((

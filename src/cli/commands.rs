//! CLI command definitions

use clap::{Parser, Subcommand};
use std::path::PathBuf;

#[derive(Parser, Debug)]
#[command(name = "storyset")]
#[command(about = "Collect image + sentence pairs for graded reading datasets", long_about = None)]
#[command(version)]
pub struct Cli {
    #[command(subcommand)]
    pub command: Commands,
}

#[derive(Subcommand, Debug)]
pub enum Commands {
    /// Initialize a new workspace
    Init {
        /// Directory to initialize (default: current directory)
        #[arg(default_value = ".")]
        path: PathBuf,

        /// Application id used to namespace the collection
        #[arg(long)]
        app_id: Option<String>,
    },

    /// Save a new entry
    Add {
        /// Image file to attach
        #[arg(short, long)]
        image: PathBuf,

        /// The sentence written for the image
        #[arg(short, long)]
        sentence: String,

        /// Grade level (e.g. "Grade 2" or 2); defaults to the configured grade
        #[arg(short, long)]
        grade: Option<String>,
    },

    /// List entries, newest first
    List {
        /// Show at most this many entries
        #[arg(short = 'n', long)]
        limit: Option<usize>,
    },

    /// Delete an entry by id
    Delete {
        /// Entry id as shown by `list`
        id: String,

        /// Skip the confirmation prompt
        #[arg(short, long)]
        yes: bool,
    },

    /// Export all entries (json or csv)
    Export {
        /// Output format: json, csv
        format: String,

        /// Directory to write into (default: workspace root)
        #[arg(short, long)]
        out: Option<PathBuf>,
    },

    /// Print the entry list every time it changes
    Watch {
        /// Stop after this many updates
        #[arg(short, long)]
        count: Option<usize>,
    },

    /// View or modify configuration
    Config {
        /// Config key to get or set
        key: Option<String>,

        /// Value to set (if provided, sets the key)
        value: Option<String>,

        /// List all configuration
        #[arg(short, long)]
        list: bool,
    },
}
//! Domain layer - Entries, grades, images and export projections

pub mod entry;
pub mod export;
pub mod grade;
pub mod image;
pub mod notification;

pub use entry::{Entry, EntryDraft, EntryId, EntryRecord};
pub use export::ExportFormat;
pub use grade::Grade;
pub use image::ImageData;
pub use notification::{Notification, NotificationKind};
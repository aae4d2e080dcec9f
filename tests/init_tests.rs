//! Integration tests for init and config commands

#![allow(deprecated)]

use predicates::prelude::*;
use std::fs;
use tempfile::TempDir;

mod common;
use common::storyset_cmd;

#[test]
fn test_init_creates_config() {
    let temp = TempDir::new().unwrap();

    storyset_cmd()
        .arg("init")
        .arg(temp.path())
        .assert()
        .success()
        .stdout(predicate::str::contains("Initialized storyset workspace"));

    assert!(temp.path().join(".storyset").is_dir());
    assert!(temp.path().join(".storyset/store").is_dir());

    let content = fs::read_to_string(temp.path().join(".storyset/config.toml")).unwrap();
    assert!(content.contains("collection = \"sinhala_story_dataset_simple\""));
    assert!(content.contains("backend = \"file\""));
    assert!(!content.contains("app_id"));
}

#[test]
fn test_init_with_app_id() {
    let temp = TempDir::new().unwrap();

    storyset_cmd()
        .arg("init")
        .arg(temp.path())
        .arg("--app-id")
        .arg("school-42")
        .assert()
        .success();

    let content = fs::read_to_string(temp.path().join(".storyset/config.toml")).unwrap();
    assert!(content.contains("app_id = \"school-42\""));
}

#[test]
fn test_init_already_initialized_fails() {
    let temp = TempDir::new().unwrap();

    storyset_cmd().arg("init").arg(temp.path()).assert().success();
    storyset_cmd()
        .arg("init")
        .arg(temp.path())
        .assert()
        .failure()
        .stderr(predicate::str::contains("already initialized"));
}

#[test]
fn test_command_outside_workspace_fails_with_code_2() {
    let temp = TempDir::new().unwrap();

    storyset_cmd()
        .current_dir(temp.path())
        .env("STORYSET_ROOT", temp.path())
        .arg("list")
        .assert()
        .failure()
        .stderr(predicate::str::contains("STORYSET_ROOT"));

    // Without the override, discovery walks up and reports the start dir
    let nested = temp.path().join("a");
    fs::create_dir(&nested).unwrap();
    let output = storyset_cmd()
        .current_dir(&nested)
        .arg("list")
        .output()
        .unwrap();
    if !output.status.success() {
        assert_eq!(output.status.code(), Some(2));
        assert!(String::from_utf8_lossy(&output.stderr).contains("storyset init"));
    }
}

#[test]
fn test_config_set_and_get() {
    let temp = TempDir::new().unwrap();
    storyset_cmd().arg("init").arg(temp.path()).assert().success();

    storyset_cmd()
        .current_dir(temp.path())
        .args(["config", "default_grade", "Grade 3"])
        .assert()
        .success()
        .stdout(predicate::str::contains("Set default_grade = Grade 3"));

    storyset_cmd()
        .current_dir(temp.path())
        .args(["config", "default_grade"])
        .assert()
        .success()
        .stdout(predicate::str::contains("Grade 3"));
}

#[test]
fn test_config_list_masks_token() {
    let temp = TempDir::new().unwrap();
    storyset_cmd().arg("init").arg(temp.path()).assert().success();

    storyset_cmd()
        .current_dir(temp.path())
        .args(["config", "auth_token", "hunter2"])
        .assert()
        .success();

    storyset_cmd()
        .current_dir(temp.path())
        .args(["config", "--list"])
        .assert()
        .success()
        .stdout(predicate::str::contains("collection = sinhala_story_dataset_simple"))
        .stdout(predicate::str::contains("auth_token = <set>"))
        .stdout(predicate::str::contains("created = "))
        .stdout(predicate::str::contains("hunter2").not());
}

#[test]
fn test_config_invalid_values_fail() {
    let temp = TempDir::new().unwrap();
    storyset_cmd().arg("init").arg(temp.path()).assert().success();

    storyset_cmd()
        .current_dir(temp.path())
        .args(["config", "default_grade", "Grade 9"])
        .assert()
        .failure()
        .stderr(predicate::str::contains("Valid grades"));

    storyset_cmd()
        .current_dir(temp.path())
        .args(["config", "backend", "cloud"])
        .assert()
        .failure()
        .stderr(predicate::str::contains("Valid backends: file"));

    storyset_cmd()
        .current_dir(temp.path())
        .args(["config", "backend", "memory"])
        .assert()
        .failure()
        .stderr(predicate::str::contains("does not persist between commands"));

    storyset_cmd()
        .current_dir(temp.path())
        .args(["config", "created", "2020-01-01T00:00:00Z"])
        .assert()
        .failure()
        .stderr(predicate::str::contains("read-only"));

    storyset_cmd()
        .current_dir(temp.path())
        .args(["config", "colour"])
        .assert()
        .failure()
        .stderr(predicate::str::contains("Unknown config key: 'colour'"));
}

))

- _Task item_:
Scan the entries above, and wherever a line holds the string "content", copy it.

- _Response to the task_:
    let content = fs::read_to_string(temp.path().join(".storyset/config.toml")).unwrap();
    assert!(content.contains("collection = \"sinhala_story_dataset_simple\""));
    assert!(content.contains("backend = \"file\""));
    assert!(!content.contains("app_id"));
    let content = fs::read_to_string(temp.path().join(".storyset/config.toml")).unwrap();
    assert!(content.contains("app_id = \"school-42\""));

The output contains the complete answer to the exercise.